Investment Coordinating Board (BKPM) head Thomas Lembong said the government does not believe in a trickle-down effect — where one builds a country’s economy through jacking up investments in any sector — and does not worry about welfare distribution itself.

“I believe that we have to build a just and equitable society from the very beginning […] China’s economic miracle is its success in raising hundreds of millions of people from poverty, not in making a few million people ultra-rich,” he said at the Bloomberg Live ”The Year Ahead Asia” summit on Wednesday.

Indonesia’s Gini ratio — a measure of inequality in which zero represents complete equality and one inequality — has continued to improve over the years and was at 0.394 in September 2016 from 0.41 in 2012, according to data from the World Bank and the Central Statistics Agency (BPS).

The government aims to further reduce it to 0.36 in 2019, still higher than 0.32 recorded in 1999.

President Joko “Jokowi” Widodo highlighted tourism as one the sectors in which investments would contribute to such fairly distributed growth as the industry requires many skilled workers across the country.

BKPM data showed that investment in tourism has grown by 37 percent year-on-year (yoy) to
Rp 12.4 trillion (US$916.6 million) in the first half of this year. Meanwhile, the average growth of investment in the sector stood at 17 percent in the 2012 to 2016 period.

Jokowi said now was a “golden chance” due to the tourism boom amid the emerging middle-income class in the Asia-Pacific region.

“The continuing rise of hundreds of millions of people in China, in India and the rest of the Asia-Pacific into the global middle class is leading to a tourism boom. But the tourism boom would pass Indonesia by if we are not ready with our infrastructure,” he said at the same event.

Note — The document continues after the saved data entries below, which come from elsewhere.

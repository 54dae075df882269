//! Least squares building blocks.
//!
//! Both estimators in this crate reduce to small dense linear problems:
//!
//! ```text
//! OLS:       minimize Σ (y_i - x_i^T β)^2
//! MM step:   solve (XᵀWX) β = XᵀWy + (2τ - 1) Xᵀ1
//! ```
//!
//! Implementation choices:
//! - Coefficients of the OLS problem come from SVD, which handles tall design
//!   matrices without forming `XᵀX`. (Nalgebra's `QR::solve` is intended for
//!   square systems and will panic for non-square matrices.)
//! - Covariance matrices need `(XᵀX)⁻¹` or `(XᵀWX)⁻¹`; those are symmetric
//!   positive definite when the design has full column rank, so we use Cholesky
//!   and treat a failed factorization as a rank problem.

use nalgebra::{DMatrix, DVector};

/// Solve a least squares problem using SVD.
///
/// Returns `None` if the system is too ill-conditioned to solve robustly.
pub fn solve_least_squares(x: &DMatrix<f64>, y: &DVector<f64>) -> Option<DVector<f64>> {
    let svd = x.clone().svd(true, true);

    // A design with a (numerically) zero singular value is rank deficient.
    // Unlike a curve basis, a regression design should not be rescued by a
    // looser tolerance: the coefficients would not be identified.
    let max_sv = svd.singular_values.max();
    if !(max_sv.is_finite() && max_sv > 0.0) {
        return None;
    }
    let tol = max_sv * (x.nrows().max(x.ncols()) as f64) * f64::EPSILON;
    if svd.singular_values.iter().any(|&s| s <= tol) {
        return None;
    }

    let beta = svd.solve(y, tol).ok()?;
    if beta.iter().all(|v| v.is_finite()) {
        Some(beta)
    } else {
        None
    }
}

/// Solve `a β = b` for symmetric positive definite `a`.
pub fn solve_spd(a: &DMatrix<f64>, b: &DVector<f64>) -> Option<DVector<f64>> {
    let chol = a.clone().cholesky()?;
    let beta = chol.solve(b);
    if beta.iter().all(|v| v.is_finite()) {
        Some(beta)
    } else {
        None
    }
}

/// Invert a symmetric positive definite matrix.
pub fn invert_spd(a: &DMatrix<f64>) -> Option<DMatrix<f64>> {
    let inv = a.clone().cholesky()?.inverse();
    if inv.iter().all(|v| v.is_finite()) {
        Some(inv)
    } else {
        None
    }
}

/// `Xᵀ diag(w) X` without materializing the diagonal.
pub fn weighted_gram(x: &DMatrix<f64>, w: &[f64]) -> DMatrix<f64> {
    let p = x.ncols();
    let mut out = DMatrix::<f64>::zeros(p, p);
    for (i, &wi) in w.iter().enumerate() {
        if wi == 0.0 {
            continue;
        }
        for a in 0..p {
            let xa = x[(i, a)] * wi;
            for b in a..p {
                out[(a, b)] += xa * x[(i, b)];
            }
        }
    }
    for a in 0..p {
        for b in 0..a {
            out[(a, b)] = out[(b, a)];
        }
    }
    out
}

#[cfg(test)]
mod tests {
    use super::*;

    #[test]
    fn least_squares_solves_simple_system() {
        // Fit y = 2 + 3x on x = [0,1,2]
        let x = DMatrix::from_row_slice(3, 2, &[1.0, 0.0, 1.0, 1.0, 1.0, 2.0]);
        let y = DVector::from_row_slice(&[2.0, 5.0, 8.0]);

        let beta = solve_least_squares(&x, &y).unwrap();
        assert!((beta[0] - 2.0).abs() < 1e-10);
        assert!((beta[1] - 3.0).abs() < 1e-10);
    }

    #[test]
    fn least_squares_rejects_collinear_columns() {
        let x = DMatrix::from_row_slice(3, 2, &[1.0, 2.0, 1.0, 2.0, 1.0, 2.0]);
        let y = DVector::from_row_slice(&[1.0, 2.0, 3.0]);
        assert!(solve_least_squares(&x, &y).is_none());
    }

    #[test]
    fn weighted_gram_matches_dense_product() {
        let x = DMatrix::from_row_slice(3, 2, &[1.0, 0.5, 1.0, -1.0, 1.0, 2.0]);
        let w = [2.0, 0.5, 1.0];
        let dense = x.transpose() * DMatrix::from_diagonal(&DVector::from_row_slice(&w)) * &x;
        let fast = weighted_gram(&x, &w);
        assert!((dense - fast).abs().max() < 1e-12);
    }

    #[test]
    fn invert_spd_round_trips() {
        let a = DMatrix::from_row_slice(2, 2, &[4.0, 1.0, 1.0, 3.0]);
        let inv = invert_spd(&a).unwrap();
        let eye = &a * inv;
        assert!((eye - DMatrix::<f64>::identity(2, 2)).abs().max() < 1e-12);
    }
}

Indonesia is revamping 10 “new Bali” destinations across the islands until 2019 to attract more tourists. It aims to welcome 20 million foreign visitors by then.

Therefore, infrastructure, which includes upgrading airports in main destination areas, will continue.

HAS Hanandjoeddin Airport on Belitung Island as well as Komodo Airport in Labuan Bajo in West Nusa Tenggara (NTB) will soon get international airport status, allowing them to have more international routes.

Having an international airport with direct flights, Jokowi continued, was essential to increase the number of tourists. Manado in North Sulawesi, for example, saw the number of Chinese tourists leap from 12,000 per year to 12,000 per month as several airlines opened direct flights to and from China.

The World Bank has suggested the government improve their local service delivery, strengthen social protection programs (such as cash transfers and education subsidies), promote skills training opportunities for the workforce and use taxes and government spending to reduce inequality.